Of course, to achieve this, we will need to install some dependencies.

Dependencies

To view and run the code, you will need to use a Jupyter Notebook. Alternatively, Read this and run the .py files.

Visual Studio Code has Jupyter Notebook support built into it's Python Extention, and that is what I have used for this project.

Additionally, you will need to install:

Scraping the Data

This was achieved by using Selenium's Webdriver for Python. Although it's intended use is for Integration Testing, we can also use it to automate browser actions and effectively scrape data from the browser.
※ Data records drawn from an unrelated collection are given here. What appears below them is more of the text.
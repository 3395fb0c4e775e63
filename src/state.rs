use std::{collections::HashMap, sync::Arc};
use tokio::sync::{watch, Mutex};
use tracing::debug;

use crate::models::{game::GameState, room::RoomCode};
use crate::network::RoomDirectory;

#[derive(Clone, Default)]
pub struct AppState {
    pub rooms: RoomDirectory,
    /// Published host state per room, for the HTTP probe.
    pub sessions: Arc<Mutex<HashMap<RoomCode, watch::Receiver<GameState>>>>,
}

impl AppState {
    pub fn new() -> Self {
        Self::default()
    }

    /// Publishes `state` under `room` until the session leaves that room or
    /// stops publishing.
    pub async fn track_session(&self, room: RoomCode, state: watch::Receiver<GameState>) {
        let mut updates = state.clone();
        self.sessions.lock().await.insert(room.clone(), state);

        let sessions = self.sessions.clone();
        tokio::spawn(async move {
            let _ = updates.wait_for(|s| s.room_code != room).await;
            let mut sessions = sessions.lock().await;
            // the code may have been handed to a newer session meanwhile
            if sessions.get(&room).is_some_and(|rx| rx.same_channel(&updates)) {
                sessions.remove(&room);
                debug!(room = %room, "session no longer tracked");
            }
        });
    }

    pub async fn is_tracked(&self, room: &RoomCode) -> bool {
        self.sessions.lock().await.contains_key(room)
    }
}
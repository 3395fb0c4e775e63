use axum::{
    extract::{
        ws::{Message, WebSocket},
        Path, State, WebSocketUpgrade,
    },
    http::StatusCode,
    response::{IntoResponse, Response},
    Json,
};
use futures::{sink::SinkExt, stream::StreamExt};
use tracing::{info, warn};

use crate::models::room::RoomCode;
use crate::network::directory::{LinkSignal, RoomEndpoint};
use crate::state::AppState;

pub async fn handler(
    State(state): State<AppState>,
    Path(room_id): Path<String>,
    ws: WebSocketUpgrade,
) -> Response {
    let room = RoomCode(room_id);
    match state.rooms.lookup(&room) {
        Some(endpoint) => ws
            .on_upgrade(move |socket| handle_socket(socket, endpoint, room))
            .into_response(),
        None => (
            StatusCode::NOT_FOUND,
            Json(format!("Room {} not found", room)),
        )
            .into_response(),
    }
}

/// Bridges one socket to the room: text frames go to the host's relay, and
/// whatever the room queues for this link goes back out.
pub async fn handle_socket(ws: WebSocket, endpoint: RoomEndpoint, room: RoomCode) {
    let (link, mut outbound) = endpoint.links.add();
    info!(room = %room, link, "websocket link opened");

    let (mut sender, mut receiver) = ws.split();

    let room_for_send = room.clone();
    let send_task = tokio::spawn(async move {
        while let Some(text) = outbound.recv().await {
            if let Err(e) = sender.send(Message::Text(text)).await {
                warn!(room = %room_for_send, link, "error sending frame: {}", e);
                break;
            }
        }
        let _ = sender.close().await;
    });

    let signals = endpoint.signals.clone();
    let receive_task = tokio::spawn(async move {
        while let Some(Ok(msg)) = receiver.next().await {
            match msg {
                Message::Text(text) => {
                    if signals.send(LinkSignal::Frame { from: link, text }).is_err() {
                        break;
                    }
                }
                Message::Close(_) => break,
                _ => {}
            }
        }
    });

    let _ = receive_task.await;
    let _ = endpoint.signals.send(LinkSignal::Closed(link));
    endpoint.links.remove(link);
    let _ = send_task.await;
    info!(room = %room, link, "websocket link closed");
}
Previously, I have used Python's Interactive Shell for web scraping and browser automation. However, with this project I decided to finally use Jupyter Notebooks, which has autocompletion and allows you to tinker with the code in real time. The main application of Jupyter Notebooks here is the ability to run code in blocks called 'Cells' which is useful in the tedious process of scraping data.

Initialize the Browser Driver

driver = webdriver.Chrome()

Opening a site

driver.get("https://website.web.edu.sa")

Then, we will manually log in and move to the weekly writing blogs.

Retrieving Blog Links

After correctly moving to the right page, we can scrape all the blog links with the code below.

def getBlogs():
    # Get List Element containing all the blog links
    blogList = driver.find_element_by_xpath("/html/body/div[5]/div[2]/div/div/div/div/div[3]/div/div[2]/div[4]/div/ul")

    # Retrieve children of <ul> element
    return blogList.find_elements_by_class_name("user")

def getLinks(blgs):
    # Retrieve anchor links in every list element
    return [e.find_element_by_tag_name("a").get_property("href") for e in blgs]

blogs = getBlogs()
blogLinks = getLinks(blogs)

Retrieving Text Data

For Every URL, we will scrape the text from each blog as follows:

def loadPageAndScrapeBlog(url):
    sleep(2) # Sleep while the previous page loads
    driver.get(url) # Redirect to blog URL
    e = driver.find_elements_by_class_name("entryText") # Select the element containing the blog text
    return e[0].text # Obtain the raw text from the latest blog element

blogTexts = [loadPageAndScrapeBlog(url) for url in blogLinks] # Repeat for every URL

We now have all the text we need to start processing the data.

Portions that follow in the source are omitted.